Am 23. Oktober 2014 haben die zukünftigen sächsischen Regierungsparteien CDU und SPD ihren Koalitionsvertrag für die kommende Legislaturperiode der Öffentlichkeit zugänglich gemacht. Es ist begrüßenswert, dass die Landesregierung darin die Notwendigkeit der Verbesserung der frühkindlichen Bildung erkannt hat, Maßnahmen für eine deutliche Verbesserung der Betreuungsqualität wurden allerdings nicht beschlossen.

Minimalkonsens statt Qualitätsoffensive

Das Land Sachsen wird trotz geringer Verbesserung des Betreuungsschlüssels bis 2016 bzw. 2018 auch zukünftig Schlusslicht in Sachen Betreuungsqualität sein. Eine Verbesserung der Fachkraft-Kind-Relation ist längst überfällig – der Koalitionsvertrag ist offensichtlich Minimalkonsens, von einer Qualitätsoffensive kann nicht die Rede sein.

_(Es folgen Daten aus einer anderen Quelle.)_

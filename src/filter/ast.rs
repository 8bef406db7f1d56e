//! 过滤树 AST 定义
//!
//! 上游翻译器输出的 JSON 通过 `serde(try_from)` 进入这里，构造时即完成
//! 形状校验 (between 元数、in 的数组值、空列名)，求值阶段不再处理畸形节点。

use crate::{AnalyticsError, Result};
use serde::{Deserialize, Serialize};
use serde_json::Value;

// ═══════════════════════════════════════════════════════════════════════════
// 操作符
// ═══════════════════════════════════════════════════════════════════════════

/// 叶子条件操作符
#[derive(Debug, Clone, PartialEq, Eq, Hash)]
pub enum Operator {
    Equals,
    NotEquals,
    Contains,
    NotContains,
    StartsWith,
    EndsWith,
    In,
    NotIn,
    GreaterThan,
    LessThan,
    GreaterThanOrEqual,
    LessThanOrEqual,
    Between,
    After,
    Before,
    /// 无法识别的操作符，求值时按 `UnknownOperatorPolicy` 处理
    Unknown(String),
}

impl Operator {
    pub fn parse(name: &str) -> Self {
        match name.trim().to_lowercase().as_str() {
            "equals" | "eq" | "==" => Operator::Equals,
            "not_equals" | "ne" | "!=" => Operator::NotEquals,
            "contains" => Operator::Contains,
            "not_contains" => Operator::NotContains,
            "starts_with" => Operator::StartsWith,
            "ends_with" => Operator::EndsWith,
            "in" => Operator::In,
            "not_in" => Operator::NotIn,
            "greater_than" | "gt" | ">" => Operator::GreaterThan,
            "less_than" | "lt" | "<" => Operator::LessThan,
            "greater_than_or_equal" | "gte" | ">=" => Operator::GreaterThanOrEqual,
            "less_than_or_equal" | "lte" | "<=" => Operator::LessThanOrEqual,
            "between" => Operator::Between,
            "after" => Operator::After,
            "before" => Operator::Before,
            _ => Operator::Unknown(name.to_string()),
        }
    }

    pub fn name(&self) -> &str {
        match self {
            Operator::Equals => "equals",
            Operator::NotEquals => "not_equals",
            Operator::Contains => "contains",
            Operator::NotContains => "not_contains",
            Operator::StartsWith => "starts_with",
            Operator::EndsWith => "ends_with",
            Operator::In => "in",
            Operator::NotIn => "not_in",
            Operator::GreaterThan => "greater_than",
            Operator::LessThan => "less_than",
            Operator::GreaterThanOrEqual => "greater_than_or_equal",
            Operator::LessThanOrEqual => "less_than_or_equal",
            Operator::Between => "between",
            Operator::After => "after",
            Operator::Before => "before",
            Operator::Unknown(name) => name,
        }
    }
}

impl Serialize for Operator {
    fn serialize<S: serde::Serializer>(&self, serializer: S) -> std::result::Result<S::Ok, S::Error> {
        serializer.serialize_str(self.name())
    }
}

impl<'de> Deserialize<'de> for Operator {
    fn deserialize<D: serde::Deserializer<'de>>(deserializer: D) -> std::result::Result<Self, D::Error> {
        let name = String::deserialize(deserializer)?;
        Ok(Operator::parse(&name))
    }
}

// ═══════════════════════════════════════════════════════════════════════════
// 叶子条件
// ═══════════════════════════════════════════════════════════════════════════

/// 叶子条件 {column, operator, value}
#[derive(Debug, Clone, PartialEq, Serialize)]
pub struct Condition {
    pub column: String,
    pub operator: Operator,
    pub value: Value,
}

impl Condition {
    /// 校验并构造
    pub fn new(column: impl Into<String>, operator: Operator, value: Value) -> Result<Self> {
        let column = column.into();
        if column.trim().is_empty() {
            return Err(AnalyticsError::InvalidFilter(
                "condition column must not be empty".into(),
            ));
        }

        match &operator {
            Operator::Between => match &value {
                Value::Array(bounds) if bounds.len() == 2 => {}
                _ => {
                    return Err(AnalyticsError::InvalidFilter(format!(
                        "between on '{}' expects [min, max], got {}",
                        column, value
                    )))
                }
            },
            Operator::In | Operator::NotIn => {
                if !value.is_array() {
                    return Err(AnalyticsError::InvalidFilter(format!(
                        "{} on '{}' expects an array value, got {}",
                        operator.name(),
                        column,
                        value
                    )));
                }
            }
            _ => {}
        }

        Ok(Self {
            column,
            operator,
            value,
        })
    }
}

// ═══════════════════════════════════════════════════════════════════════════
// 过滤树
// ═══════════════════════════════════════════════════════════════════════════

/// 过滤节点
#[derive(Debug, Clone, PartialEq, Serialize, Deserialize)]
#[serde(try_from = "RawFilterNode", into = "RawFilterNode")]
pub enum FilterNode {
    Leaf(Condition),
    And(Vec<FilterNode>),
    Or(Vec<FilterNode>),
}

impl FilterNode {
    pub fn leaf(column: impl Into<String>, operator: Operator, value: Value) -> Result<Self> {
        Condition::new(column, operator, value).map(FilterNode::Leaf)
    }

    pub fn and(children: Vec<FilterNode>) -> Self {
        FilterNode::And(children)
    }

    pub fn or(children: Vec<FilterNode>) -> Self {
        FilterNode::Or(children)
    }

    /// 从 JSON 值解析 (与反序列化同一套校验)
    pub fn from_json(value: &Value) -> Result<Self> {
        let raw: RawFilterNode = serde_json::from_value(value.clone())
            .map_err(|e| AnalyticsError::InvalidFilter(e.to_string()))?;
        FilterNode::try_from(raw)
    }

    /// 树中引用的全部列名 (去重，保持首次出现顺序)
    pub fn columns(&self) -> Vec<&str> {
        let mut out = Vec::new();
        self.collect_columns(&mut out);
        out
    }

    fn collect_columns<'a>(&'a self, out: &mut Vec<&'a str>) {
        match self {
            FilterNode::Leaf(c) => {
                if !out.contains(&c.column.as_str()) {
                    out.push(&c.column);
                }
            }
            FilterNode::And(children) | FilterNode::Or(children) => {
                for child in children {
                    child.collect_columns(out);
                }
            }
        }
    }

    /// 树深度 (叶子为 1)
    pub fn depth(&self) -> usize {
        match self {
            FilterNode::Leaf(_) => 1,
            FilterNode::And(children) | FilterNode::Or(children) => {
                1 + children.iter().map(|c| c.depth()).max().unwrap_or(0)
            }
        }
    }
}

// ═══════════════════════════════════════════════════════════════════════════
// JSON 线格式
// ═══════════════════════════════════════════════════════════════════════════

/// 组合类型
#[derive(Debug, Clone, Copy, PartialEq, Eq, Serialize, Deserialize)]
#[serde(rename_all = "UPPERCASE")]
enum LogicKind {
    #[serde(alias = "and")]
    And,
    #[serde(alias = "or")]
    Or,
}

/// 线格式: 组合节点 `{type|logic, conditions|filters}` 或叶子 `{column, operator, value}`
#[derive(Debug, Clone, Serialize, Deserialize)]
#[serde(untagged)]
enum RawFilterNode {
    Composite {
        #[serde(alias = "logic", alias = "kind", rename = "type")]
        kind: LogicKind,
        #[serde(alias = "filters", alias = "children", rename = "conditions")]
        conditions: Vec<RawFilterNode>,
    },
    Leaf {
        #[serde(alias = "field")]
        column: String,
        #[serde(alias = "op")]
        operator: Operator,
        #[serde(default)]
        value: Value,
    },
}

impl TryFrom<RawFilterNode> for FilterNode {
    type Error = AnalyticsError;

    fn try_from(raw: RawFilterNode) -> Result<Self> {
        match raw {
            RawFilterNode::Leaf {
                column,
                operator,
                value,
            } => FilterNode::leaf(column, operator, value),
            RawFilterNode::Composite { kind, conditions } => {
                let children = conditions
                    .into_iter()
                    .map(FilterNode::try_from)
                    .collect::<Result<Vec<_>>>()?;
                Ok(match kind {
                    LogicKind::And => FilterNode::And(children),
                    LogicKind::Or => FilterNode::Or(children),
                })
            }
        }
    }
}

impl From<FilterNode> for RawFilterNode {
    fn from(node: FilterNode) -> Self {
        match node {
            FilterNode::Leaf(c) => RawFilterNode::Leaf {
                column: c.column,
                operator: c.operator,
                value: c.value,
            },
            FilterNode::And(children) => RawFilterNode::Composite {
                kind: LogicKind::And,
                conditions: children.into_iter().map(Into::into).collect(),
            },
            FilterNode::Or(children) => RawFilterNode::Composite {
                kind: LogicKind::Or,
                conditions: children.into_iter().map(Into::into).collect(),
            },
        }
    }
}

‚Betreuungsschlüssel‘ nach wie vor missverstanden

Dass die Medien davon sprechen, dass ab 2016 eine Fachkraft ’nur noch‘ 12 statt 13 bzw. im Krippenbereich ab 2018 5 statt 6 Kinder betreuen wird, zeigt, wie wenig von der Materie verstanden wird, denn das wird nicht der Fall sein. Es handelt sich beim Betreuungsschlüssel nicht um einen Gruppenschlüssel, sondern um eine Berechnung: Eine (statistische) pädagogische Fachkraft im Sinne einer 9-Stunden-Vollzeitäquivalente wird in ein statistisches Verhältnis zu 12 (statistischen) Kindern gesetzt. Die meisten Erzieherinnen und Erzieher arbeiten aber in Teilzeit, manche Kinder werden 10 Stunden, andere nur 5 betreut. Der Schlüssel geht davon aus, dass sich das „hinrüttelt“, das tut es aber nicht: Aktuell betreut eine Fachkraft im Kindergartenbereich in Leipzig durchschnittlich zur Hauptzeit etwa 18 Kinder. Dem gesetzlichen Betreuungsschlüssel wird damit dennoch entsprochen.

Verbesserung minimal

Ab 2016 werden es dann nicht mehr 18 Kinder sein, die eine Erzieherin betreut, sondern vielleicht 16 oder 15, aber es sind noch immer zu viele, um eine qualitativ hochwertige Betreuung zu gewährleisten oder den sächsischen Bildungsplan umzusetzen. Unserer Forderung nach einer anderen Berechnung des Schlüssels im Sinne einer tatsächlichen Fachkraft-Kind-Relation und einem Betreuungsverhältnis von 1:10 im Ü3- und 1:4 im U3-Bereich kommen die Pläne der Regierung nicht nach. Die Regierung musste den Betreuungsschlüssel verbessern nachdem dieser eines der heißen Wahlkampfthemen war. Dass die Verbesserungen aber dermaßen gering ausfallen, ist enttäuschend!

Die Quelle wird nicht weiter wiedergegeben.